Using SoCs for portable medical equipment
Portable medical electronics has seen tremendous growth and adoption in the recent years. More equipment variants are being introduced in the market by an increasing number of companies. The need of the hour is better mass producible designs which are low in complexity and provide acceptable performance so as to keep the cost of the device low. To achieve this, designers need to consider power efficiency, cost, form factor, and FDA certification of components, among other factors.

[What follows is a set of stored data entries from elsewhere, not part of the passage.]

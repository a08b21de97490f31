//! Catalog supplier seam and the loader that drives the catalog slice.

use std::path::PathBuf;

use async_trait::async_trait;
use serde::Deserialize;
use thiserror::Error;

use crate::domain::Ingredient;
use crate::mvi::RequestEvent;
use crate::store::{AppAction, Store};

use super::intent::IngredientsIntent;

/// Errors that can occur while fetching the catalog.
#[derive(Debug, Error)]
pub enum CatalogError {
    #[error("Failed to read catalog '{path}': {source}")]
    ReadError {
        path: PathBuf,
        #[source]
        source: std::io::Error,
    },

    #[error("Failed to parse catalog '{path}': {source}")]
    ParseError {
        path: PathBuf,
        #[source]
        source: serde_json::Error,
    },

    #[error("Catalog request was not successful")]
    Unsuccessful,
}

/// Supplier of the immutable ingredient catalog.
#[async_trait]
pub trait CatalogSource: Send + Sync {
    /// Returns a name for this source for logging.
    fn name(&self) -> &str;

    /// Fetch the full catalog.
    async fn fetch(&self) -> Result<Vec<Ingredient>, CatalogError>;
}

/// Body of the catalog endpoint: `{"success": true, "data": [...]}`.
#[derive(Debug, Deserialize)]
struct CatalogBody {
    success: bool,
    #[serde(default)]
    data: Option<Vec<Ingredient>>,
}

/// Catalog stored on disk in the shape the catalog endpoint returns.
pub struct FileCatalog {
    path: PathBuf,
}

impl FileCatalog {
    pub fn new(path: impl Into<PathBuf>) -> Self {
        Self { path: path.into() }
    }

    /// Parse an endpoint body. A missing or null `data` is an empty catalog.
    fn parse(&self, content: &str) -> Result<Vec<Ingredient>, CatalogError> {
        let body: CatalogBody =
            serde_json::from_str(content).map_err(|e| CatalogError::ParseError {
                path: self.path.clone(),
                source: e,
            })?;
        if !body.success {
            return Err(CatalogError::Unsuccessful);
        }
        Ok(body.data.unwrap_or_default())
    }
}

#[async_trait]
impl CatalogSource for FileCatalog {
    fn name(&self) -> &str {
        "file"
    }

    async fn fetch(&self) -> Result<Vec<Ingredient>, CatalogError> {
        let content = tokio::fs::read_to_string(&self.path)
            .await
            .map_err(|e| CatalogError::ReadError {
                path: self.path.clone(),
                source: e,
            })?;
        self.parse(&content)
    }
}

/// Rejection dispatched when the load future is dropped mid-request.
pub const CATALOG_CANCELLED_MESSAGE: &str = "Catalog request cancelled";

/// Load the catalog into `store`, dispatching the request lifecycle.
///
/// Exactly one terminal event follows the pending event, also when the
/// returned future is dropped early. Returns the number of loaded
/// ingredients.
pub async fn load_catalog(store: &Store, source: &dyn CatalogSource) -> Result<usize, CatalogError> {
    store.dispatch(AppAction::Ingredients(IngredientsIntent::Load(
        RequestEvent::Pending,
    )));
    let guard = store.cancel_guard(AppAction::Ingredients(IngredientsIntent::Load(
        RequestEvent::rejected(CATALOG_CANCELLED_MESSAGE),
    )));

    let fetched = source.fetch().await;
    guard.disarm();

    match fetched {
        Ok(ingredients) => {
            let count = ingredients.len();
            tracing::info!(source = source.name(), count, "Ingredient catalog loaded");
            store.dispatch(AppAction::Ingredients(IngredientsIntent::Load(
                RequestEvent::Fulfilled(ingredients),
            )));
            Ok(count)
        }
        Err(e) => {
            tracing::warn!(source = source.name(), error = %e, "Ingredient catalog failed to load");
            store.dispatch(AppAction::Ingredients(IngredientsIntent::Load(
                RequestEvent::rejected(e.to_string()),
            )));
            Err(e)
        }
    }
}

#[cfg(test)]
mod tests {
    use super::*;

    #[test]
    fn parse_accepts_null_data() {
        let catalog = FileCatalog::new("mem");
        let parsed = catalog.parse(r#"{"success": true, "data": null}"#).unwrap();
        assert!(parsed.is_empty());
    }

    #[test]
    fn parse_rejects_unsuccessful_body() {
        let catalog = FileCatalog::new("mem");
        let err = catalog.parse(r#"{"success": false}"#).unwrap_err();
        assert!(matches!(err, CatalogError::Unsuccessful));
    }

    #[test]
    fn parse_reports_path_on_bad_json() {
        let catalog = FileCatalog::new("catalog.json");
        let err = catalog.parse("{not json").unwrap_err();
        assert!(err.to_string().contains("catalog.json"));
    }
}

A typical portable medical electronic system comprises components like analog front-ends for data acquisition, amplifiers and filters for signal conditioning, analog-to-digital converters (ADCs) for signal and sensor data acquisition, buttons to accept user feedback, an MCU to execute algorithms, and a variety of interfaces such as an LCD display, USB port and so on. Traditional design methodologies bring together all of the needed functionality onto a PCB by way of individual components. This method increases the overall system BOM, PCB complexity, and design cycle. Using individual analog components also reduces analog IP protection as the system can be reverse engineered easily.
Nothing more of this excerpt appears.